● **ASSIGNED TASK**
The records below need retyping in full; give them again exactly.

──────── INPUT FOR THIS TASK ────────

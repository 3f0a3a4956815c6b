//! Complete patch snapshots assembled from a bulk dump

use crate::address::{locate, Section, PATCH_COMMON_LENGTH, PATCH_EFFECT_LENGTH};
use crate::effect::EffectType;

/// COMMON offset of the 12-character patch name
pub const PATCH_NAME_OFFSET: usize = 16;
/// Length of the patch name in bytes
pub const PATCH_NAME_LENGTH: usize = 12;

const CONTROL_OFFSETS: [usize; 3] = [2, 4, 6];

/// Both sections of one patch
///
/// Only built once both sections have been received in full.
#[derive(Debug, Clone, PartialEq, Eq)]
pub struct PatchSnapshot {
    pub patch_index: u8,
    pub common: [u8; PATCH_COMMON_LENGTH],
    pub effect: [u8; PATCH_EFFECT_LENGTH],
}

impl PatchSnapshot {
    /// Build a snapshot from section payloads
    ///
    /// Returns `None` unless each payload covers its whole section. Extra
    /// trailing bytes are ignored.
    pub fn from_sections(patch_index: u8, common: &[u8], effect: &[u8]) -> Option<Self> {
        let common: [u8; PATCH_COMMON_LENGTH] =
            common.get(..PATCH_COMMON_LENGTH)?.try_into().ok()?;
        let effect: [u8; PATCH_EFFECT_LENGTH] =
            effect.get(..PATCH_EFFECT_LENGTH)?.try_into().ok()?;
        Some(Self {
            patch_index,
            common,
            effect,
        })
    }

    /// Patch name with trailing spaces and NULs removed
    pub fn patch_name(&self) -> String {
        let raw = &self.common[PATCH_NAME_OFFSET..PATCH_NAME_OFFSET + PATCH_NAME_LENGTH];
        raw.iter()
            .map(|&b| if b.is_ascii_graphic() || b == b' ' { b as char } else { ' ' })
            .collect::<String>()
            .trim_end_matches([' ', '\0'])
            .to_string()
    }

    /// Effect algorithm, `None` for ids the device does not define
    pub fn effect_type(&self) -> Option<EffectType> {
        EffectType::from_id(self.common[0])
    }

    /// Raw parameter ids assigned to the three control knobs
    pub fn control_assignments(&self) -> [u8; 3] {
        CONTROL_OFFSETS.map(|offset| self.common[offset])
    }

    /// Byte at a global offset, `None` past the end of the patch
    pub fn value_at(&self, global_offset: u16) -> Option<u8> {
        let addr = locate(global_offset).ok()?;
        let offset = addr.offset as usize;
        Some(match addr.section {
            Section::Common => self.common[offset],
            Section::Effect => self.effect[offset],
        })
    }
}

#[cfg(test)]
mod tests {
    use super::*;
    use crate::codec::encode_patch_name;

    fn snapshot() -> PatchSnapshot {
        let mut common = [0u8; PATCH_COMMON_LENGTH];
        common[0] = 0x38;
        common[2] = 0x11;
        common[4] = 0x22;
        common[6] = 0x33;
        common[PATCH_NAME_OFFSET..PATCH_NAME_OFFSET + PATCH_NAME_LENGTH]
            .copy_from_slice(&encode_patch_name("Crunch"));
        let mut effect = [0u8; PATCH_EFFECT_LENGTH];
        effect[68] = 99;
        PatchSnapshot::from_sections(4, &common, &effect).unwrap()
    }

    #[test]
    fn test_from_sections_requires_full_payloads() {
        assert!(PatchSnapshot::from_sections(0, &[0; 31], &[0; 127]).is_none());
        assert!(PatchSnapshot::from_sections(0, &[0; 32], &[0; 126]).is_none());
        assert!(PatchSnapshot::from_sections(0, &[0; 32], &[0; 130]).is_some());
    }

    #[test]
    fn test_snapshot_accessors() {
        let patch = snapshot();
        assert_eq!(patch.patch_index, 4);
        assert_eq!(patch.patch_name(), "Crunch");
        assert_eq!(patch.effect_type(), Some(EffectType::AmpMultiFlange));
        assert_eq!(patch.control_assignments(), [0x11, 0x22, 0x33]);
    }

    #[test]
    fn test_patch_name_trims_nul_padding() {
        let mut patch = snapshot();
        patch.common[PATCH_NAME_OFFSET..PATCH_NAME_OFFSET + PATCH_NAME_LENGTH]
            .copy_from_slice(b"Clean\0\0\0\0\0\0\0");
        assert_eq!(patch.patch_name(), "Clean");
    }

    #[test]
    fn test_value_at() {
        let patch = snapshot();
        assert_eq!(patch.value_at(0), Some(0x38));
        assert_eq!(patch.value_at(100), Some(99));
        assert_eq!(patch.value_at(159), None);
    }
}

────────

● **RESPONSE FOR THIS EXERCISE**
repository 3f0a3a4956815c6b
//! Complete patch snapshots assembled from a bulk dump

use crate::address::{locate, Section, PATCH_COMMON_LENGTH, PATCH_EFFECT_LENGTH};
use crate::effect::EffectType;

/// COMMON offset of the 12-character patch name
pub const PATCH_NAME_OFFSET: usize = 16;
/// Length of the patch name in bytes
pub const PATCH_NAME_LENGTH: usize = 12;

const CONTROL_OFFSETS: [usize; 3] = [2, 4, 6];

/// Both sections of one patch
///
/// Only built once both sections have been received in full.
#[derive(Debug, Clone, PartialEq, Eq)]
pub struct PatchSnapshot {
    pub patch_index: u8,
    pub common: [u8; PATCH_COMMON_LENGTH],
    pub effect: [u8; PATCH_EFFECT_LENGTH],
}

impl PatchSnapshot {
    /// Build a snapshot from section payloads
    ///
    /// Returns `None` unless each payload covers its whole section. Extra
    /// trailing bytes are ignored.
    pub fn from_sections(patch_index: u8, common: &[u8], effect: &[u8]) -> Option<Self> {
        let common: [u8; PATCH_COMMON_LENGTH] =
            common.get(..PATCH_COMMON_LENGTH)?.try_into().ok()?;
        let effect: [u8; PATCH_EFFECT_LENGTH] =
            effect.get(..PATCH_EFFECT_LENGTH)?.try_into().ok()?;
        Some(Self {
            patch_index,
            common,
            effect,
        })
    }

    /// Patch name with trailing spaces and NULs removed
    pub fn patch_name(&self) -> String {
        let raw = &self.common[PATCH_NAME_OFFSET..PATCH_NAME_OFFSET + PATCH_NAME_LENGTH];
        raw.iter()
            .map(|&b| if b.is_ascii_graphic() || b == b' ' { b as char } else { ' ' })
            .collect::<String>()
            .trim_end_matches([' ', '\0'])
            .to_string()
    }

    /// Effect algorithm, `None` for ids the device does not define
    pub fn effect_type(&self) -> Option<EffectType> {
        EffectType::from_id(self.common[0])
    }

    /// Raw parameter ids assigned to the three control knobs
    pub fn control_assignments(&self) -> [u8; 3] {
        CONTROL_OFFSETS.map(|offset| self.common[offset])
    }

    /// Byte at a global offset, `None` past the end of the patch
    pub fn value_at(&self, global_offset: u16) -> Option<u8> {
        let addr = locate(global_offset).ok()?;
        let offset = addr.offset as usize;
        Some(match addr.section {
            Section::Common => self.common[offset],
            Section::Effect => self.effect[offset],
        })
    }
}

#[cfg(test)]
mod tests {
    use super::*;
    use crate::codec::encode_patch_name;

    fn snapshot() -> PatchSnapshot {
        let mut common = [0u8; PATCH_COMMON_LENGTH];
        common[0] = 0x38;
        common[2] = 0x11;
        common[4] = 0x22;
        common[6] = 0x33;
        common[PATCH_NAME_OFFSET..PATCH_NAME_OFFSET + PATCH_NAME_LENGTH]
            .copy_from_slice(&encode_patch_name("Crunch"));
        let mut effect = [0u8; PATCH_EFFECT_LENGTH];
        effect[68] = 99;
        PatchSnapshot::from_sections(4, &common, &effect).unwrap()
    }

    #[test]
    fn test_from_sections_requires_full_payloads() {
        assert!(PatchSnapshot::from_sections(0, &[0; 31], &[0; 127]).is_none());
        assert!(PatchSnapshot::from_sections(0, &[0; 32], &[0; 126]).is_none());
        assert!(PatchSnapshot::from_sections(0, &[0; 32], &[0; 130]).is_some());
    }

    #[test]
    fn test_snapshot_accessors() {
        let patch = snapshot();
        assert_eq!(patch.patch_index, 4);
        assert_eq!(patch.patch_name(), "Crunch");
        assert_eq!(patch.effect_type(), Some(EffectType::AmpMultiFlange));
        assert_eq!(patch.control_assignments(), [0x11, 0x22, 0x33]);
    }

    #[test]
    fn test_patch_name_trims_nul_padding() {
        let mut patch = snapshot();
        patch.common[PATCH_NAME_OFFSET..PATCH_NAME_OFFSET + PATCH_NAME_LENGTH]
            .copy_from_slice(b"Clean\0\0\0\0\0\0\0");
        assert_eq!(patch.patch_name(), "Clean");
    }

    #[test]
    fn test_value_at() {
        let patch = snapshot();
        assert_eq!(patch.value_at(0), Some(0x38));
        assert_eq!(patch.value_at(100), Some(99));
        assert_eq!(patch.value_at(159), None);
    }
}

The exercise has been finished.